Boostrapping your posterior

Posted on August 9, 2016 9:05 AM by Andrew

Demetri Spanos writes:

I bumped into your paper with John Carlin, Beyond Power Calculations, and encountered your concept of the hypothetical replication of the point estimate. In my own work I have used a similarly structured (but for technical reasons, differently motivated) concept which I have informally been calling the “consensus posterior.”

Specifically, supposing a prior distribution for the true effect size D, I observe the experimental data and compute the posterior belief over values of D. Then I consider the “replication thought experiment” as follows:

1. Assuming my *posterior* as the distribution for true value of D …

2. Consider the posterior distribution that another researcher would obtain if they performed the identical experiment, assuming they hold the same prior but that the true distribution of D is as my posterior distribution

3. I then get a distribution over posterior distributions that I think of as the set of beliefs other researchers might hold, given they start from the same assumptions and have the same experimental capability that I do. Then I can calculate various point values from this “consensus” distribution. As I’m sure is clear to you, the consensus distribution is always much wider and less spiky than even the semi-smoothed distributions arising from a weakly-informative prior.

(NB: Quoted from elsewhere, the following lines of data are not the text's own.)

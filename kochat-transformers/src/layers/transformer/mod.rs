mod embeddings;
pub use embeddings::{TransformerEmbeddings, TransformerEmbeddingsConfig, TransformerEmbeddingsError};

mod layer;
pub use layer::{
    TransformerDecoderLayer, TransformerEncoderLayer, TransformerLayerConfig,
    TransformerLayerError,
};
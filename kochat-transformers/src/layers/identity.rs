use candle_core::{Module, ModuleT, Tensor};
use candle_nn::VarBuilder;

use crate::error::BoxedError;
use crate::layers::build_module::BuildModule;

/// Returns its input unchanged.
///
/// Fills the slots of optional modules, for instance the dropout of a
/// layer at inference time or a layer norm that GPT-2 does not apply.
#[derive(Clone, Debug)]
pub struct Identity;

impl BuildModule for Identity {
    fn build(&self, _vb: VarBuilder) -> Result<Box<dyn ModuleT>, BoxedError> {
        Ok(Box::new(Identity))
    }
}

impl Module for Identity {
    fn forward(&self, xs: &Tensor) -> candle_core::Result<Tensor> {
        Ok(xs.clone())
    }
}
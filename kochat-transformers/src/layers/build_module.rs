use std::fmt::Debug;

use candle_core::ModuleT;
use candle_nn::VarBuilder;

use crate::error::BoxedError;

/// Configuration of an interchangeable module.
///
/// Layer configurations hold their normalization, dropout and activation
/// as `Box<dyn BuildModule>`, so that GPT-2 and ELECTRA can share layers.
pub trait BuildModule: Debug {
    fn build(&self, vb: VarBuilder) -> Result<Box<dyn ModuleT>, BoxedError>;
}
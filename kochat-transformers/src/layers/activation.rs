use candle_core::ModuleT;
use candle_nn::{Activation as CandleActivation, VarBuilder};
use serde::{Deserialize, Serialize};

use crate::error::BoxedError;
use crate::layers::build_module::BuildModule;

/// Nonlinearity of feed-forward and classification layers.
///
/// Deserializes from the `activation_function` of GPT-2 and the
/// `hidden_act` of ELECTRA configurations.
#[derive(Clone, Copy, Debug, PartialEq, Eq, Serialize, Deserialize)]
#[non_exhaustive]
#[serde(rename_all = "snake_case")]
pub enum Activation {
    /// GELU with the exact Gaussian CDF, used by ELECTRA.
    Gelu,

    /// GELU with the tanh approximation, used by GPT-2.
    GeluNew,

    Relu,
}

impl BuildModule for Activation {
    fn build(&self, _vb: VarBuilder) -> Result<Box<dyn ModuleT>, BoxedError> {
        let activation = match self {
            Activation::Gelu => CandleActivation::Gelu,
            Activation::GeluNew => CandleActivation::NewGelu,
            Activation::Relu => CandleActivation::Relu,
        };
        Ok(Box::new(activation))
    }
}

4. In my field (automated control systems, distributed computing, sensor fusion, and some elements of machine learning), I have found this provides a much more stable and well-conditioned signal for triggering automated sensor-driven behaviors than conventional techniques (even conventional Bayesian techniques). We are especially sensitive in our work to multimodal distributions and especially relative magnitudes of local peaks (because we often want to trigger a complex response or set of responses, not just get one average-case point estimate).

5. perhaps the most important

Now, having just read your paper, the variant I describe above seems “obvious,” so I wonder if you have thought on this subject before and could point me to any additional resources. Or, perhaps, if you see some fatal flaw that I have missed I would appreciate being told about that as well. “Works in the field” doesn’t necessarily mean “sound in principle,” and I would like to know if I am treading somewhere dangerous.

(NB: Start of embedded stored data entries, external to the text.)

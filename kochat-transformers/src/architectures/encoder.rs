use std::fmt::Debug;

use candle_core::Tensor;
use candle_nn::VarBuilder;

use crate::architectures::BuildArchitecture;
use crate::error::BoxedError;
use crate::layers::attention::AttentionMask;

/// Hidden states computed by an encoder.
///
/// The first hidden state is the output of the embeddings, followed by
/// the output of every encoder layer.
pub struct EncoderOutput {
    hidden_states: Vec<Tensor>,
}

impl EncoderOutput {
    pub fn new(hidden_states: Vec<Tensor>) -> Self {
        EncoderOutput { hidden_states }
    }

    /// Output of the last encoder layer.
    ///
    /// Falls back to the embeddings when the encoder has no layers.
    pub fn last_hidden_state(&self) -> Option<&Tensor> {
        self.hidden_states.last()
    }

    /// Output of the embeddings followed by the output of every layer.
    pub fn hidden_states(&self) -> &[Tensor] {
        &self.hidden_states
    }
}

/// Bidirectional encoder of piece sequences.
pub trait Encoder {
    /// Compute the hidden states of a batch of sequences.
    ///
    /// * `piece_ids` - Pieces to encode.
    ///   *Shape:* `(batch_size, seq_len)`
    /// * `attention_mask` - Positions that are `false` in the mask are
    ///   padding and are not attended to.
    ///   *Shape:* `(batch_size, seq_len)`
    /// * `positions` - Positions of the pieces, defaults to `0..seq_len`.
    ///   *Shape:* `(batch_size, seq_len)`
    /// * `type_ids` - Segment of each piece, defaults to zero.
    ///   *Shape:* `(batch_size, seq_len)`
    /// * `train` - Enables dropout.
    fn forward_t(
        &self,
        piece_ids: &Tensor,
        attention_mask: &AttentionMask,
        positions: Option<&Tensor>,
        type_ids: Option<&Tensor>,
        train: bool,
    ) -> Result<EncoderOutput, BoxedError>;
}

/// Configurations that build an [`Encoder`].
pub trait BuildEncoder: Debug {
    type Encoder: Encoder;

    fn build(&self, vb: VarBuilder) -> Result<Self::Encoder, BoxedError>;
}

impl<C> BuildEncoder for C
where
    C: BuildArchitecture + Debug,
    C::Architecture: Encoder,
{
    type Encoder = C::Architecture;

    fn build(&self, vb: VarBuilder) -> Result<Self::Encoder, BoxedError> {
        BuildArchitecture::build(self, vb)
    }
}

/// A single layer of an [`Encoder`].
pub trait EncoderLayer {
    /// Transform hidden states.
    ///
    /// The input and output have the shape `(batch_size, seq_len, width)`.
    /// Padding positions are excluded from attention through `mask`.
    fn forward_t(
        &self,
        input: &Tensor,
        mask: &AttentionMask,
        positions: Option<&Tensor>,
        train: bool,
    ) -> Result<Tensor, BoxedError>;
}

/// Configurations that build an [`EncoderLayer`].
pub trait BuildEncoderLayer: Debug {
    fn build_encoder_layer(&self, vb: VarBuilder) -> Result<Box<dyn EncoderLayer>, BoxedError>;
}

My reply: This could work, but much depends on how precise is your posterior distribution. If your data and your prior are weak, you could still have problems with your distribution being under-regularized (that is, being too far from zero).

8 thoughts on “Boostrapping your posterior”

Tom Passin on August 9, 2016 11:45 AM at 11:45 am said:

It seems to me that this is essentially a way of smoothing your posterior distribution. You could have smoothed it using, say, LOWESS, or smoothing splines, or some other method. However, you are smoothing it by basically simulating experimental runs. In the end, your smoothed distribution will have the same problems – if there are any – as the X-smoothed one (where X might be LOWESS, for example). E.g., if there is a spurious bulge in your real measured distribution, it will be there (though smoothed) in the final result.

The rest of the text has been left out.